Assume that two pigments, red and blue, mix to give the normal purple color of petunia petal. Separate biochemical pathways synthesize the two pigments, as shown in the top two rows of the accompanying diagram. "White" refers to compounds that are not pigments. (Total lack of pigment results in a white petal.) Red pigment forms from a yellow intermediate that is normally at a concentration too low to color petals.
Pathway I ... → white1 →E blue
Pathway II ... → white2→A yellow→B red
C↑
Pathway III ... →white3 →D white4
( the letters should be on top of the arrows, and the numbers are subscripts)
A third pathway, whose compounds do not contribute pigment to petals, normally does not affect the blue and red pathways, but, if one of its intermediates(white) should build up in concentration, it can be converted into the yellow intermediate of the red pathway. In the diagram, the letters A through E represent enzymes; their corresponding genes, all of which are unlinked, may be symbolized by the same letters. Assume that wild-type alleles are dominant and encode enzyme function and that recessive alleles result in a lack of enzyme function. Deduce which combinations of true-breeding parental genotypes could be crossed to produce F2 progeny in the following ratios:
a. 9 purple: 3 green: 4 blue b. 9 purple: 3 red: 3 blue: 1 white c. 13 purple: 3 blue d. 9 purple: 3 red: 3 green: 1 yellow
To deduce the combinations of true-breeding parental genotypes that could produce the specified ratios of F2 progeny, we need to consider the different pathways and their intermediates.

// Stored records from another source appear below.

//! The application shell
//!
//! Owns the scheduler, viewport, observer, scroll policy, page, preload
//! gate, and decorative effects, and drives them all from one cooperative
//! frame loop. Everything is single-threaded: a frame is scheduler tick,
//! gate poll, smooth-scroll step, observer sweep, choreography propagation,
//! then effect updates.

use std::sync::Arc;

use verve_animation::AnimationScheduler;
use verve_choreo::{
    shared_observer, CursorEffect, DecorativeEffect, EffectContext, EnergyBlobEffect,
    HeroSceneEffect, PreloadGate, RobotEffect,
};
use verve_core::Vec2;
use verve_scroll::{ScrollPolicy, SharedScrollObserver, SmoothScroll, Viewport};

use crate::config::SiteConfig;
use crate::error::Result;
use crate::page::Page;

/// Construction options for the app
#[derive(Clone, Debug)]
pub struct VerveConfig {
    pub viewport_width: f32,
    pub viewport_height: f32,
    /// Omit every decorative effect (reduced-motion / low-power contexts)
    pub reduced_motion: bool,
    /// Seed for decorative particle jitter
    pub effect_seed: u64,
    pub site: SiteConfig,
}

impl Default for VerveConfig {
    fn default() -> Self {
        Self {
            viewport_width: 1280.0,
            viewport_height: 720.0,
            reduced_motion: false,
            effect_seed: 0,
            site: SiteConfig::default(),
        }
    }
}

/// The assembled application
pub struct VerveApp {
    scheduler: AnimationScheduler,
    observer: SharedScrollObserver,
    policy: ScrollPolicy,
    viewport: Viewport,
    smooth: SmoothScroll,
    page: Page,
    gate: Option<PreloadGate>,
    cursor: Option<CursorEffect>,
    effects: Vec<Box<dyn DecorativeEffect>>,
    elapsed: f32,
}

impl VerveApp {
    pub fn new(config: VerveConfig) -> Result<Self> {
        let scheduler = AnimationScheduler::new();
        let observer = shared_observer();
        let policy = ScrollPolicy::new();

        let page = Page::new(
            config.site,
            scheduler.handle(),
            Arc::clone(&observer),
            config.viewport_width,
            config.viewport_height,
        );
        let viewport = Viewport::new(
            config.viewport_width,
            config.viewport_height,
            page.content_height(),
        );

        let gate = PreloadGate::new(scheduler.handle(), &policy, || {
            tracing::info!("preload complete");
        });

        let mut cursor = None;
        let mut effects: Vec<Box<dyn DecorativeEffect>> = Vec::new();
        if !config.reduced_motion {
            let mut ring = CursorEffect::new(scheduler.handle());
            ring.start();
            cursor = Some(ring);

            let mut blobs = EnergyBlobEffect::new(scheduler.handle(), config.effect_seed);
            blobs.start();
            effects.push(Box::new(blobs));

            // Renderer-backed scenes may fail to come up; the page runs
            // without them
            match HeroSceneEffect::try_new(&viewport) {
                Ok(mut scene) => {
                    scene.start();
                    effects.push(Box::new(scene));
                }
                Err(err) => tracing::warn!(%err, "hero scene disabled"),
            }
            match RobotEffect::try_new(&viewport) {
                Ok(mut robot) => {
                    robot.start();
                    effects.push(Box::new(robot));
                }
                Err(err) => tracing::warn!(%err, "robot scene disabled"),
            }
        }

        Ok(Self {
            scheduler,
            observer,
            policy,
            viewport,
            smooth: SmoothScroll::new(),
            page,
            gate: Some(gate),
            cursor,
            effects,
            elapsed: 0.0,
        })
    }

    /// Advance one cooperative frame by `dt` seconds
    pub fn advance(&mut self, dt: f32) {
        self.elapsed += dt;
        self.scheduler.advance(dt);

        if let Some(gate) = &mut self.gate {
            gate.update();
        }
        if self.gate.as_ref().is_some_and(|gate| gate.is_ready()) {
            self.gate = None;
            self.page.reveal();
        }

        self.smooth.tick(&mut self.viewport, dt);
        self.page.on_scroll(self.viewport.scroll_y);
        self.observer.lock().unwrap().update(&self.viewport);
        self.page.update();

        let ctx = EffectContext {
            dt,
            elapsed: self.elapsed,
            viewport: self.viewport,
        };
        for effect in &mut self.effects {
            effect.update(&ctx);
        }
        if let Some(cursor) = &mut self.cursor {
            cursor.update(&ctx);
        }
    }

    /// Apply a user scroll delta; ignored while scroll is locked
    pub fn scroll_by(&mut self, delta: f32) {
        if self.policy.is_locked() {
            tracing::debug!(delta, "scroll ignored while locked");
            return;
        }
        // User input wins over an in-flight smooth scroll
        self.smooth.cancel();
        self.viewport.apply_scroll_delta(delta);
    }

    /// Navigate to an in-page anchor with a smooth scroll
    pub fn scroll_to_anchor(&mut self, anchor: &str) -> Result<()> {
        let target = self.page.anchor_target(anchor)?;
        if self.policy.is_locked() {
            tracing::debug!(anchor, "navigation ignored while scroll is locked");
            return Ok(());
        }
        self.smooth.scroll_to(&self.viewport, target);
        Ok(())
    }

    /// Pointer moved (drives the custom cursor)
    pub fn pointer_moved(&mut self, position: Vec2) {
        if let Some(cursor) = &mut self.cursor {
            cursor.pointer_moved(position);
        }
    }

    /// Pointer entered/left an interactive element
    pub fn set_hovering(&mut self, hovering: bool) {
        if let Some(cursor) = &mut self.cursor {
            cursor.set_hovering(hovering);
        }
    }

    /// Whether the preloader still covers the page
    pub fn is_loading(&self) -> bool {
        self.gate.is_some()
    }

    pub fn viewport(&self) -> &Viewport {
        &self.viewport
    }

    pub fn page(&self) -> &Page {
        &self.page
    }

    pub fn page_mut(&mut self) -> &mut Page {
        &mut self.page
    }

    pub fn policy(&self) -> &ScrollPolicy {
        &self.policy
    }

    pub fn scheduler(&self) -> &AnimationScheduler {
        &self.scheduler
    }

    pub fn observer(&self) -> &SharedScrollObserver {
        &self.observer
    }

    pub fn cursor(&self) -> Option<&CursorEffect> {
        self.cursor.as_ref()
    }

    /// Number of active decorative effects (cursor included)
    pub fn effect_count(&self) -> usize {
        self.effects.len() + usize::from(self.cursor.is_some())
    }

    /// Whether a smooth scroll is in flight
    pub fn is_smooth_scrolling(&self) -> bool {
        self.smooth.is_active()
    }
}

/// Install the default tracing subscriber (binaries and examples)
pub fn init_tracing() {
    use tracing_subscriber::EnvFilter;
    let _ = tracing_subscriber::fmt()
        .with_env_filter(EnvFilter::from_default_env())
        .try_init();
}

Let's go through each scenario:
a. 9 purple: 3 green: 4 blue
Purple is the result of combining red and blue pigments. From the given pathways, we know that the red pigment can be synthesized through the pathway II. The blue pigment, on the other hand, is a direct product without any intermediates.
To produce purple petals (9), we need at least one parent to have the red pigment pathway (AAbb genotype), and the other parent to have the blue pigment pathway (aabb genotype). This cross would result in F1 progeny with the genotype AaBb, which can produce both red and blue pigments. When these F1 progeny undergo random assortment in meiosis, they can produce the desired 9 purple (AaBb), 3 green (AAbb or aaBb), and 4 blue (aabb) in a 9:3:4 ratio.
b. 9 purple: 3 red: 3 blue: 1 white
To produce the specified ratio, we need to consider the white pathway and its interaction with the red pathway.
In this case, we should start with a parent that can produce both red and blue pigments to account for the 9 purple (AABB or AaBB). The other parent should lack the enzyme for the white pathway (cc).
Crossing these parents would result in F1 progeny with the genotype AaBbCc, which can produce purple (AABB, AaBB, AABb, AaBb), red (AAbb, Aabb), blue (aabb), and white (cc) pigments. When these F1 progeny undergo random assortment in meiosis, they can produce the desired ratio of 9 purple, 3 red, 3 blue, and 1 white.
c. 13 purple: 3 blue
To produce the specified ratio, we only need parents that can produce purple pigments.
The parental genotypes could be AABB or AaBB. Both of these genotypes can produce only purple pigments. When these parents are crossed, all the F1 progeny will have the genotype AaBb, which can only produce purple pigments. Thus, the F2 progeny will also be purple, resulting in the desired ratio of 13 purple to 3 blue.
d. 9 purple: 3 red: 3 green: 1 yellow
To produce the specified ratio, we need to consider the white pathway and its interaction with the red pathway, as well as the yellow intermediate.
We should start with a parent that can produce both red and green pigments to account for the 9 purple (AAbb or AaBb). The other parent should lack the enzyme for the yellow intermediate (BB).
Crossing these parents would result in F1 progeny with the genotype AaBbBB, which can produce purple (AAbb, AaBb), red (AAbb), green (AaBB), and yellow (AaBbBB) pigments. When these F1 progeny undergo random assortment in meiosis, they can produce the desired ratio of 9 purple, 3 red, 3 green, and 1 yellow.
In summary:
a. Cross AAbb x aabb
b. Cross AABB or AaBB x cc
c. Cross AABB or AaBB
d. Cross AAbb or AaBb x BB
These combinations of true-breeding parental genotypes would produce the specified ratios of F2 progeny.